In the event that the protesting party is not satisfied with the staff's recommendations, the protesting party may, within five days, file with the Secretary of the Authority a written appeal to the Chief Executive Officer, setting forth the reasons for disagreement with the Authority's response, and, if desired, requesting a personal appearance before the Chief Executive Officer or his designated representative.

The Chief Executive Officer, at his sole discretion, may consider only the record, or may grant the protesting party a further opportunity to be heard. The action of the Chief Executive Officer shall constitute an exhaustion of the remedies available to the protesting party.

VIII. INSURANCE

Insurance requirements are those listed in Section D of the following sample agreement.

IX. SAMPLE AGREEMENT

The successful proposer shall enter into an Agreement substantially in the following form; additional provisions may be added by DRPA. These terms should be properly considered when preparing the final proposal.

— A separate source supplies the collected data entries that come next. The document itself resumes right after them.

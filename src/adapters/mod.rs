// Adapters layer: concrete implementations of the domain ports.

pub mod storage;

pub use storage::LocalStorage;
impl ThemeTable {
    /// A table holding only the universal default.
    pub fn new(universal: Palette) -> Self {
        Self {
            entries: HashMap::new(),
            universal,
        }
    }

    pub fn with_entry(mut self, key: SceneKey, palette: Palette) -> Self {
        self.insert(key, palette);
        self
    }

    pub fn insert(&mut self, key: SceneKey, palette: Palette) {
        match key {
            SceneKey::Universal => self.universal = palette,
            key => {
                self.entries.insert(key, palette);
            }
        }
    }

    pub fn get(&self, key: &SceneKey) -> Option<&Palette> {
        match key {
            SceneKey::Universal => Some(&self.universal),
            key => self.entries.get(key),
        }
    }

    pub fn len(&self) -> usize {
        self.entries.len() + 1
    }

    pub fn is_empty(&self) -> bool {
        false
    }

    /// First entry present along the cascade. Total, since the universal
    /// entry always exists.
    pub fn resolve(&self, scene: &Scene) -> (SceneKey, &Palette) {
        SceneKey::candidates(scene)
            .into_iter()
            .find_map(|key| self.get(&key).map(|palette| (key, palette)))
            .unwrap_or((SceneKey::Universal, &self.universal))
    }

    /// Parses a JSON object of `"scene-key": { palette }` entries. The
    /// `"default"` entry is mandatory and every value must be a CSS color.
    pub fn from_json_str(content: &str) -> Result<Self> {
        let raw: BTreeMap<String, Palette> = serde_json::from_str(content)?;

        let mut universal = None;
        let mut entries = HashMap::new();
        for (name, palette) in raw {
            let key: SceneKey = name.parse()?;
            palette.validate(&key)?;
            match key {
                SceneKey::Universal => universal = Some(palette),
                key => {
                    entries.insert(key, palette);
                }
            }
        }

        let universal = universal.ok_or_else(|| DashError::ThemeTableError {
            message: format!("missing the '{}' entry", UNIVERSAL_KEY),
        })?;
        tracing::debug!("Loaded theme table with {} scene entries", entries.len());
        Ok(Self { entries, universal })
    }

    pub fn from_file<P: AsRef<Path>>(path: P) -> Result<Self> {
        let content = std::fs::read_to_string(path)?;
        Self::from_json_str(&content)
    }

    pub fn to_json_string(&self) -> Result<String> {
        let mut out: BTreeMap<String, &Palette> = self
            .entries
            .iter()
            .map(|(key, palette)| (key.to_string(), palette))
            .collect();
        out.insert(UNIVERSAL_KEY.to_string(), &self.universal);
        Ok(serde_json::to_string_pretty(&out)?)
    }

    /// The stock palettes. The daytime palette doubles as the universal
    /// default.
    pub fn builtin() -> Self {
        use Season::*;
        use TimeOfDay::*;
        use WeatherMood::*;

        let day_palette = palette([
            "linear-gradient(135deg, #ffffff 0%, #f5f5f5 100%)",
            "rgba(245, 245, 245, 0.7)",
            "rgba(255, 255, 255, 0.9)",
            "#2d2d2d",
            "#5a5a5a",
            "#3498db",
            "#2980b9",
            "#5dade2",
            "rgba(52, 152, 219, 0.2)",
        ]);

        ThemeTable::new(day_palette.clone())
            .with_entry(
                SceneKey::Exact(Night, Winter, Rainy),
                palette([
                    "linear-gradient(135deg, #0f1419 0%, #1a2332 100%)",
                    "rgba(26, 35, 50, 0.7)",
                    "rgba(31, 43, 61, 0.85)",
                    "#e8edf5",
                    "#b8c5db",
                    "#5eb3d6",
                    "#4a9bc4",
                    "#73c5e8",
                    "rgba(94, 179, 214, 0.15)",
                ]),
            )
            .with_entry(
                SceneKey::Exact(Night, Winter, Snowy),
                palette([
                    "linear-gradient(135deg, #0d1521 0%, #1c2b42 100%)",
                    "rgba(28, 43, 66, 0.7)",
                    "rgba(35, 52, 82, 0.85)",
                    "#f0f4fa",
                    "#c8d6ed",
                    "#a8d8f0",
                    "#82c4e8",
                    "#c2e5f7",
                    "rgba(168, 216, 240, 0.2)",
                ]),
            )
            .with_entry(
                SceneKey::TimeSeason(Night, Winter),
                palette([
                    "linear-gradient(135deg, #0a0e1a 0%, #1a2333 100%)",
                    "rgba(26, 35, 51, 0.7)",
                    "rgba(32, 45, 66, 0.85)",
                    "#e0e8f0",
                    "#a8b8d1",
                    "#6ba3d1",
                    "#5088b8",
                    "#85b8db",
                    "rgba(107, 163, 209, 0.15)",
                ]),
            )
            .with_entry(
                SceneKey::TimeSeason(Night, Spring),
                palette([
                    "linear-gradient(135deg, #0f1a1f 0%, #1a2d35 100%)",
                    "rgba(26, 45, 53, 0.7)",
                    "rgba(35, 58, 70, 0.85)",
                    "#e5f0ed",
                    "#b5d1c9",
                    "#5dbf8f",
                    "#4aa378",
                    "#75d1a3",
                    "rgba(93, 191, 143, 0.15)",
                ]),
            )
            .with_entry(
                SceneKey::TimeSeason(Night, Summer),
                palette([
                    "linear-gradient(135deg, #1a1614 0%, #2d2620 100%)",
                    "rgba(45, 38, 32, 0.7)",
                    "rgba(58, 48, 40, 0.85)",
                    "#f0e8dc",
                    "#d1c2b0",
                    "#ffa94d",
                    "#ff8c42",
                    "#ffb366",
                    "rgba(255, 169, 77, 0.15)",
                ]),
            )
            .with_entry(
                SceneKey::Exact(Night, Fall, Rainy),
                palette([
                    "linear-gradient(135deg, #1a1f2e 0%, #2d3548 100%)",
                    "rgba(45, 53, 72, 0.7)",
                    "rgba(58, 68, 92, 0.85)",
                    "#e8edf5",
                    "#b8c5db",
                    "#ffa94d",
                    "#ff8c42",
                    "#ffb366",
                    "rgba(255, 169, 77, 0.15)",
                ]),
            )
            .with_entry(
                SceneKey::TimeSeason(Night, Fall),
                palette([
                    "linear-gradient(135deg, #1a1410 0%, #2d2318 100%)",
                    "rgba(45, 35, 24, 0.7)",
                    "rgba(58, 45, 32, 0.85)",
                    "#f0e4d0",
                    "#d1bfa0",
                    "#e68a3d",
                    "#d4704d",
                    "#f5a256",
                    "rgba(230, 138, 61, 0.15)",
                ]),
            )
            .with_entry(
                SceneKey::TimeSeason(EarlyMorning, Spring),
                palette([
                    "linear-gradient(135deg, #f5e8d8 0%, #e8d4c0 100%)",
                    "rgba(232, 212, 192, 0.7)",
                    "rgba(245, 232, 216, 0.9)",
                    "#2d2520",
                    "#5a4a3d",
                    "#d4835c",
                    "#c4673a",
                    "#e69d75",
                    "rgba(212, 131, 92, 0.2)",
                ]),
            )
            .with_entry(
                SceneKey::Time(EarlyMorning),
                palette([
                    "linear-gradient(135deg, #ffecd1 0%, #ffd8a8 100%)",
                    "rgba(255, 216, 168, 0.7)",
                    "rgba(255, 236, 209, 0.9)",
                    "#2d2010",
                    "#5a4428",
                    "#e67e22",
                    "#d35400",
                    "#f39c3d",
                    "rgba(230, 126, 34, 0.2)",
                ]),
            )
            .with_entry(
                SceneKey::Exact(Day, Winter, Snowy),
                palette([
                    "linear-gradient(135deg, #f0f8ff 0%, #e0f0ff 100%)",
                    "rgba(224, 240, 255, 0.7)",
                    "rgba(240, 248, 255, 0.9)",
                    "#1a2840",
                    "#3d5270",
                    "#3498db",
                    "#2980b9",
                    "#5dade2",
                    "rgba(52, 152, 219, 0.2)",
                ]),
            )
            .with_entry(
                SceneKey::TimeSeason(Day, Spring),
                palette([
                    "linear-gradient(135deg, #e8f8f0 0%, #d0ede0 100%)",
                    "rgba(208, 237, 224, 0.7)",
                    "rgba(232, 248, 240, 0.9)",
                    "#1a3d2e",
                    "#2d6350",
                    "#27ae60",
                    "#229954",
                    "#52be80",
                    "rgba(39, 174, 96, 0.2)",
                ]),
            )
            .with_entry(
                SceneKey::Exact(Day, Summer, Sunny),
                palette([
                    "linear-gradient(135deg, #fff8e1 0%, #ffecb3 100%)",
                    "rgba(255, 236, 179, 0.7)",
                    "rgba(255, 248, 225, 0.9)",
                    "#3d2e1a",
                    "#6b5030",
                    "#f39c12",
                    "#e67e22",
                    "#f9b851",
                    "rgba(243, 156, 18, 0.25)",
                ]),
            )
            .with_entry(
                SceneKey::TimeSeason(Day, Summer),
                palette([
                    "linear-gradient(135deg, #fef5e7 0%, #fdebd0 100%)",
                    "rgba(253, 235, 208, 0.7)",
                    "rgba(254, 245, 231, 0.9)",
                    "#3d3020",
                    "#6b5840",
                    "#e67e22",
                    "#d35400",
                    "#f39c3d",
                    "rgba(230, 126, 34, 0.2)",
                ]),
            )
            .with_entry(
                SceneKey::TimeSeason(Day, Fall),
                palette([
                    "linear-gradient(135deg, #fdf0e6 0%, #f8e2d0 100%)",
                    "rgba(248, 226, 208, 0.7)",
                    "rgba(253, 240, 230, 0.9)",
                    "#3d2818",
                    "#6b4830",
                    "#d68358",
                    "#c4673a",
                    "#e69d75",
                    "rgba(214, 131, 88, 0.2)",
                ]),
            )
            .with_entry(SceneKey::Time(Day), day_palette)
            .with_entry(
                SceneKey::TimeSeason(Evening, Summer),
                palette([
                    "linear-gradient(135deg, #ffe8d1 0%, #ffd4a8 100%)",
                    "rgba(255, 212, 168, 0.7)",
                    "rgba(255, 232, 209, 0.9)",
                    "#3d2510",
                    "#6b4528",
                    "#ff8c42",
                    "#e67e22",
                    "#ffa94d",
                    "rgba(255, 140, 66, 0.25)",
                ]),
            )
            .with_entry(
                SceneKey::TimeSeason(Evening, Fall),
                palette([
                    "linear-gradient(135deg, #ffe0c1 0%, #ffc896 100%)",
                    "rgba(255, 200, 150, 0.7)",
                    "rgba(255, 224, 193, 0.9)",
                    "#3d2010",
                    "#6b3d28",
                    "#e67e22",
                    "#d4704d",
                    "#f39c3d",
                    "rgba(230, 126, 34, 0.25)",
                ]),
            )
            .with_entry(
                SceneKey::Time(Evening),
                palette([
                    "linear-gradient(135deg, #ffebd8 0%, #ffd4b3 100%)",
                    "rgba(255, 212, 179, 0.7)",
                    "rgba(255, 235, 216, 0.9)",
                    "#3d2818",
                    "#6b4530",
                    "#e67e22",
                    "#d35400",
                    "#f39c3d",
                    "rgba(230, 126, 34, 0.2)",
                ]),
            )
    }
}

By submitting the proposal, the Vendor acknowledges that Vendor has read, understood, and agreed to the terms and conditions of the license.

VENDING LICENSE AGREEMENT BY AND BETWEEN THE DELAWARE RIVER PORT AUTHORITY AND [INSERT VENDOR] (WOODCREST STATION AND LINDENWOLD STATION)

This AGREEMENT is made this ___ day of June, 2005, by and between [INSERT VENDOR] (hereinafter "Vendor"), a corporation created and existing under the laws of the State of ______and having a principal place of business at ______and the DELAWARE RIVER PORT AUTHORITY (hereinafter "DRPA"), a body corporate and politic, functioning under a Compact authorized by the Commonwealth of Pennsylvania and the State of New Jersey, and approved by the Congress of the United States, acting through its proper officials and having a principal place of business at One Port Center, 2 Riverside Drive, Camden, New Jersey 08101.

BACKGROUND

1. The DRPA is authorized by its Compact to promote the economic development of the Port District and operates several transportation and other facilities within the Port District. DRPA also owns a high-speed transit system known as the Hi-Speed Line that is operated by its subsidiary the Port Authority Transit Company.

2. Describe Vendor.

3. Vendor has responded to PATCO’s Request for Proposals dated _____, 2005 to use PATCO’s parking areas for revenue generating activities. Vendor has submitted a proposal dated ______, 2005 that was evaluated by PATCO and deemed responsive and most advantageous to the public.

NOW THEREFORE, the parties hereto, for and in consideration of the foregoing premises and of the mutual promises set forth below, with the intention of being legally bound, hereby agree as follows:

I. License Terms and Conditions:

1. License and Right of Entry: Subject to the terms and conditions of this Agreement, DRPA hereby grants Vendor a non-exclusive license and right for ingress and egress to the following properties owned by DRPA or other properties to which DRPA has an interest and identified in the property plan entitled "______" prepared by ______and dated ______attached hereto and made a part hereof as Exhibit "A" hereinafter referred to as the "Parking Lot Plan":

(a) Woodcrest Station Lot: The parking area serving the PATCO’s Woodcrest Station and generally described as the area bounded by ______and is identified on the Parking Lot Plan attached as Exhibit “A”. This Lot contains approximately 2652 parking spaces. The Property is also identified as Block ___, Lot ____ on the Township of Cherry Hill Tax Map, Camden County, New Jersey.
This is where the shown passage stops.